You happen to be completely right. I would just note that by 1950s, Mississippi had been stuck in that era for one and fifty years. The number of actual insurrections in Mississippi, where the supremacists killed their political opponents were numerous and the lynchings were about instilling a pervasive atmosphere of political fear to drive the Yankee Union soldiers out of the state and regain political control through repressing black Americans, especially black men because they posses a new power, that of voting and ruling over whites. Which did happen for a short time.
Sadly, the Supremacists won politically through violence, controlling the law and the ballot box by locking blacks from accessing it. By the time the 1950s rolled around, the state had one party controlling it for 80 years. Does one party control with no opposition sound like Democracy? It isn’t. Hence it can’t be considered even part of America if only one party votes and wins. Those decades only increased their sense of control, ownership, enhancing their supremacy by making them feel more, well, supreme. Oh, and their U.S. Senator, Bilbo, wrote a law to commit genocide against black Americans he submitted to Congress in April 1939 to Congress, which is still on the books and I read, because he also included it in his book advocating for black genocide, Take Your Choice, in 1947. The Choice he spoke of was to keep blacks segregated, including sending them to Liberia (under a white corporation to extract minerals of course) and if whites don’t take that choice then the white race will disappear by “miscegenation”, interracial breeding. Today they call this “The Great Replacement.” It is a dominant idea that never faded, it just just didn’t make it onto the news.
Lynchings continued in the 1960s in Mississippi, but never really stopped. Many recent cases reveal why. Police classify the murder of black Americans as “suicide”, as with a 2018 when a black man was found hanging by a noose from a tree (spoiler alert, the white guys did it), or the October 2022 case when the death of black man, who called his mother saying two white were chasing in a truck, was found in a wooded area with his head separated from his body by a good distance, and som either body parts near by. The sheriff rule it death by “natural causes.”
Genetics now reveal that sociopathy is a genetic trait that can be brought out in a violent and traumatic environment and manifest itself into a lack of empathy and violence. It can then be passed on and reinforced generation to generation through the same never ending pattern of constant normalized violence, racial slurs and other dehumanization tactics occurring daily, along with a right to rape black women which is constantly expressed (I won’t include details of this from a current report I read where, spoiler alert, the brutalized women were not believed in official report in Mississippi when they reported they were raped).
Psychopathy is not name calling, but a genetic predisposition passed along and reinforced through un-empathic actions, the worst actions being murder and rape, an almost constant in Mississippi history.

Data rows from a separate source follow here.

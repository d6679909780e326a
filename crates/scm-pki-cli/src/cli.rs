//! Command-line argument parsing with clap.

use std::net::IpAddr;
use std::path::PathBuf;

use clap::{Args, Parser, Subcommand, ValueEnum};
use scm_pki::KeyAlgorithm;

/// scm-ca - SCM certificate authority tooling.
#[derive(Parser, Debug, Clone)]
#[command(name = "scm-ca")]
#[command(version, about, long_about = None)]
pub struct Cli {
    /// JSON security configuration file.
    #[arg(short, long, env = "SCM_CA_CONFIG")]
    pub config: Option<PathBuf>,

    /// Metadata directory; overrides the configuration file.
    #[arg(short, long, env = "SCM_CA_METADATA_DIR")]
    pub metadata_dir: Option<PathBuf>,

    /// Component whose certificate directory is used.
    #[arg(long, default_value = "scm")]
    pub component: String,

    /// Output format.
    #[arg(short, long, value_enum, default_value_t = Format::Table)]
    pub format: Format,

    /// Subcommand to execute.
    #[command(subcommand)]
    pub command: Commands,
}

/// Output format options.
#[derive(Debug, Clone, Copy, PartialEq, Eq, Default, ValueEnum)]
pub enum Format {
    /// Human-readable table format.
    #[default]
    Table,
    /// JSON output for scripting.
    Json,
}

/// Top-level subcommands.
#[derive(Subcommand, Debug, Clone)]
pub enum Commands {
    /// Generate a key pair and a self-signed certificate.
    Generate(GenerateArgs),

    /// Show a stored certificate.
    Show {
        /// Certificate file name in the component directory.
        #[arg(long)]
        file_name: Option<String>,
    },

    /// Write a stored certificate as DER.
    ExportDer {
        /// Destination file.
        #[arg(short, long)]
        out: PathBuf,

        /// Certificate file name in the component directory.
        #[arg(long)]
        file_name: Option<String>,

        /// Replace the destination if it exists.
        #[arg(long)]
        force: bool,
    },
}

/// Arguments for `generate`.
#[derive(Args, Debug, Clone)]
pub struct GenerateArgs {
    /// Subject common name.
    #[arg(long)]
    pub subject: String,

    /// Cluster identifier.
    #[arg(long)]
    pub cluster_id: String,

    /// SCM identifier.
    #[arg(long)]
    pub scm_id: String,

    /// Validity in days; defaults to the configured duration.
    #[arg(long)]
    pub days: Option<u32>,

    /// Mark the certificate as a certificate authority.
    #[arg(long)]
    pub ca: bool,

    /// DNS subject alternative name (repeatable).
    #[arg(long = "dns")]
    pub dns_names: Vec<String>,

    /// IP subject alternative name (repeatable).
    #[arg(long = "ip")]
    pub ip_addresses: Vec<IpAddr>,

    /// Key algorithm; overrides the configuration file.
    #[arg(long)]
    pub algorithm: Option<KeyAlgorithm>,

    /// Certificate file name in the component directory.
    #[arg(long)]
    pub file_name: Option<String>,

    /// Replace existing certificate and key files.
    #[arg(long)]
    pub force: bool,
}

#[cfg(test)]
mod tests {
    use super::*;
    use clap::CommandFactory;

    #[test]
    fn verify_cli() {
        Cli::command().debug_assert();
    }

    #[test]
    fn parse_generate() {
        let cli = Cli::try_parse_from([
            "scm-ca",
            "--metadata-dir",
            "/meta",
            "--component",
            "ca",
            "generate",
            "--subject",
            "AB12",
            "--cluster-id",
            "CD34",
            "--scm-id",
            "EF56",
            "--days",
            "30",
            "--ca",
            "--dns",
            "scm.local",
            "--ip",
            "10.0.0.1",
            "--algorithm",
            "ed25519",
        ])
        .unwrap();

        assert_eq!(cli.component, "ca");
        assert_eq!(cli.metadata_dir, Some(PathBuf::from("/meta")));
        let Commands::Generate(args) = cli.command else {
            unreachable!("parsed a different subcommand");
        };
        assert_eq!(args.subject, "AB12");
        assert_eq!(args.days, Some(30));
        assert!(args.ca);
        assert!(!args.force);
        assert_eq!(args.dns_names, vec!["scm.local".to_string()]);
        assert_eq!(args.ip_addresses.len(), 1);
        assert_eq!(args.algorithm, Some(KeyAlgorithm::Ed25519));
    }

    #[test]
    fn parse_show_defaults() {
        let cli = Cli::try_parse_from(["scm-ca", "show"]).unwrap();
        assert_eq!(cli.component, "scm");
        assert_eq!(cli.format, Format::Table);
        assert!(matches!(cli.command, Commands::Show { file_name: None }));
    }

    #[test]
    fn parse_rejects_unknown_algorithm() {
        let result = Cli::try_parse_from([
            "scm-ca",
            "generate",
            "--subject",
            "a",
            "--cluster-id",
            "b",
            "--scm-id",
            "c",
            "--algorithm",
            "rsa",
        ]);
        assert!(result.is_err());
    }
}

After moving and living for a year of grad school in Mississippi in the mid 1990s, I can confirm that I was never more afraid of saying the wrong thing to a white or the threats I received from them in that time I lived (in contrast, not a single black American there treated me with anything other than kindness and respect). The white men in that state are thoroughly conditioned to violence, gun normalization, and an complete attitude of superiority that manifests itself constantly as anti-democracy. Trump may not have brought out the worst in many (but not all) white male residents of the state, especially those in power, but simply amplified and reflect their nature to the nation.
Thank you, and sorry I can only amplify your insights, but I did find something to disagree with about Mississippi: you can’t romanticize an era you’re still living in.